Industry groups welcome revamp of apprenticeship scheme

16:00, Jan 25 2013

Prime Minister John Key outlined a new combined apprenticeship scheme during his state-of-the-nation speech at North Harbour Stadium in Auckland yesterday.

Ten thousand apprentices of any age will be given up to $2000 towards tools and course costs, as the Government kick-starts moves to streamline apprenticeships and boost numbers in training. It aimed to help 14,000 extra people into jobs over the next five years.

BusinessNZ chief Phil O'Reilly said the scheme would help get more people into needed skill areas, with incentive payments for priority construction trades helpful for the Christchurch rebuild.

"It will be important for these changes in apprenticeships to be executed well," O'Reilly said.

"Employers want quality apprenticeship training. Allowing employers to get direct access to industry training funding to organise their apprenticeships, if desired, will bring competitive pressures on industry training organisations to help build on their higher performance in recent months.

"It will be important that government agencies and ITOs [industry training organisations] work together with industry to ensure that these changes do enhance the value of training for employers and employees."


Labour leader David Shearer said modern apprenticeships had declined by 20 per cent under National.

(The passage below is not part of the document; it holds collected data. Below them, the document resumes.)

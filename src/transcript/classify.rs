//! Speaker classification.
//!
//! The agent is recognised by naming convention: a reserved identity prefix or
//! a marker word in the display name. String matching is fragile, so it is
//! kept behind `classify_speaker` and nothing else in the normalizer looks at
//! identities.

use crate::config::TranscriptConfig;
use crate::room::transport::ParticipantInfo;

use super::fragment::SpeakerRole;

#[derive(Debug, Clone, Copy, PartialEq, Eq)]
pub enum SpeakerClass {
    Human,
    Agent,
    /// Some other participant, e.g. the agent's media-rendering proxy.
    /// Its lines would duplicate the agent's, so they are never materialized.
    Excluded,
}

impl SpeakerClass {
    pub fn role(self) -> Option<SpeakerRole> {
        match self {
            SpeakerClass::Human => Some(SpeakerRole::Human),
            SpeakerClass::Agent => Some(SpeakerRole::Agent),
            SpeakerClass::Excluded => None,
        }
    }
}

/// Agent naming convention
#[derive(Debug, Clone, PartialEq, Eq)]
pub struct AgentNaming {
    /// Compared case-insensitively against the identity start
    pub identity_prefix: String,
    /// Lowercase substrings searched for in the display name
    pub name_markers: Vec<String>,
}

impl AgentNaming {
    pub fn from_config(cfg: &TranscriptConfig) -> Self {
        Self {
            identity_prefix: cfg.agent_identity_prefix.to_ascii_lowercase(),
            name_markers: cfg
                .agent_name_markers
                .iter()
                .map(|m| m.to_lowercase())
                .filter(|m| !m.is_empty())
                .collect(),
        }
    }

    fn is_agent(&self, participant: &ParticipantInfo) -> bool {
        let identity = participant.identity.to_ascii_lowercase();
        if !self.identity_prefix.is_empty() && identity.starts_with(&self.identity_prefix) {
            return true;
        }

        let name = participant.name.to_lowercase();
        self.name_markers.iter().any(|m| name.contains(m.as_str()))
    }
}

impl Default for AgentNaming {
    fn default() -> Self {
        Self::from_config(&TranscriptConfig::default())
    }
}

/// Decide which side of the conversation a participant speaks for.
///
/// The local identity always wins, so the human is never reported as the
/// agent even if their display name contains a marker.
pub fn classify_speaker(
    participant: &ParticipantInfo,
    local_identity: &str,
    naming: &AgentNaming,
) -> SpeakerClass {
    if participant.identity == local_identity {
        SpeakerClass::Human
    } else if naming.is_agent(participant) {
        SpeakerClass::Agent
    } else {
        SpeakerClass::Excluded
    }
}
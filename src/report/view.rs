use serde::{Deserialize, Serialize};
use tracing::debug;

/// Scored interview report compiled by the backend
#[derive(Debug, Clone, PartialEq, Eq, Serialize, Deserialize)]
pub struct InterviewSummary {
    /// 0 to 100
    pub overall_score: u8,
    #[serde(default)]
    pub strengths: Vec<String>,
    #[serde(default)]
    pub weaknesses: Vec<String>,
    #[serde(default)]
    pub action_plan: Vec<String>,
    #[serde(default)]
    pub suggested_roles: Vec<String>,
}

/// What the report endpoint currently shows for a session
#[derive(Debug, Clone, PartialEq, Eq, Default)]
pub enum ReportView {
    /// No transcript persisted yet
    #[default]
    Absent,
    /// Transcript persisted, score not computed yet
    Partial { transcript_length: u32 },
    Final(InterviewSummary),
}

impl ReportView {
    pub fn is_final(&self) -> bool {
        matches!(self, ReportView::Final(_))
    }

    pub fn summary(&self) -> Option<&InterviewSummary> {
        match self {
            ReportView::Final(s) => Some(s),
            _ => None,
        }
    }
}

/// Session record returned by the report endpoint
///
/// Every field is optional; the endpoint answers with whatever the backend has
/// persisted so far.
#[derive(Debug, Clone, Default, PartialEq, Serialize, Deserialize)]
pub struct SessionRecord {
    #[serde(default)]
    pub status: Option<String>,

    #[serde(default, alias = "numQuestions")]
    pub num_questions: Option<u32>,

    #[serde(default, alias = "answersCount")]
    pub answers_count: Option<u32>,

    #[serde(default, alias = "transcriptLength")]
    pub transcript_length: Option<u32>,

    #[serde(default)]
    pub summary: Option<serde_json::Value>,
}

impl SessionRecord {
    pub fn is_completed(&self) -> bool {
        self.status
            .as_deref()
            .map(|s| s.eq_ignore_ascii_case("completed"))
            .unwrap_or(false)
    }

    /// Interpret the record as a report view.
    ///
    /// A missing or null `summary` means not ready regardless of anything
    /// else in the record. A summary that does not decode is treated the same.
    pub fn view(&self) -> ReportView {
        if let Some(raw) = self.summary.as_ref().filter(|v| !v.is_null()) {
            match serde_json::from_value::<InterviewSummary>(raw.clone()) {
                Ok(summary) if summary.overall_score <= 100 => return ReportView::Final(summary),
                Ok(summary) => debug!("Ignoring summary with score {}", summary.overall_score),
                Err(e) => debug!("Ignoring undecodable summary: {}", e),
            }
        }

        match self.transcript_length {
            Some(n) if n > 0 => ReportView::Partial { transcript_length: n },
            _ => ReportView::Absent,
        }
    }
}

"The Government has sat back and watched trades training wither at a time of growing unemployment and in the face of the desperate need for skilled workers for the Christchurch rebuild.

"Any move to increase the number of apprenticeships is welcome, but this is too little too late.

"The lack of apprenticeships is a direct result of four years of inaction from John Key and National," he said.

However, industry and training groups welcomed the plan. Industry Training Federation chief executive Mark Oldershaw said the news was largely positive.

"We particularly welcome the news that there will be no differentiation between support available to apprentices based on their age. This will give opportunities to second-chance learners and give more flexibility to employers."

New Zealand Council of Trade Unions secretary Peter Conway said the changes were a good start, but would not fix the "jobs crisis".

"We have 175,000 people unemployed, 294,900 jobless and over 113,000 people looking for more hours at work. This means we have 400,000 people out of work or looking for more work. This is a national crisis . . . We do need more training, but need to make sure there are decent jobs there for people or else they will continue to move to Australia.

"The Government needs to focus on job creation. They could review procurement policies so New Zealand firms get a fair chance to bid for major manufacturing projects to create jobs here, for example."

Green Party co-leader Metiria Turei said people would be underwhelmed by Mr Key's "excuse-making and visionless" speech.

"Four years ago, Mr Key was promising a brighter future. Today, he's making faded old excuses and defending his failure on jobs," Ms Turei said. "Blaming his failure on jobs and the economy on the previous government just doesn't cut it after four years."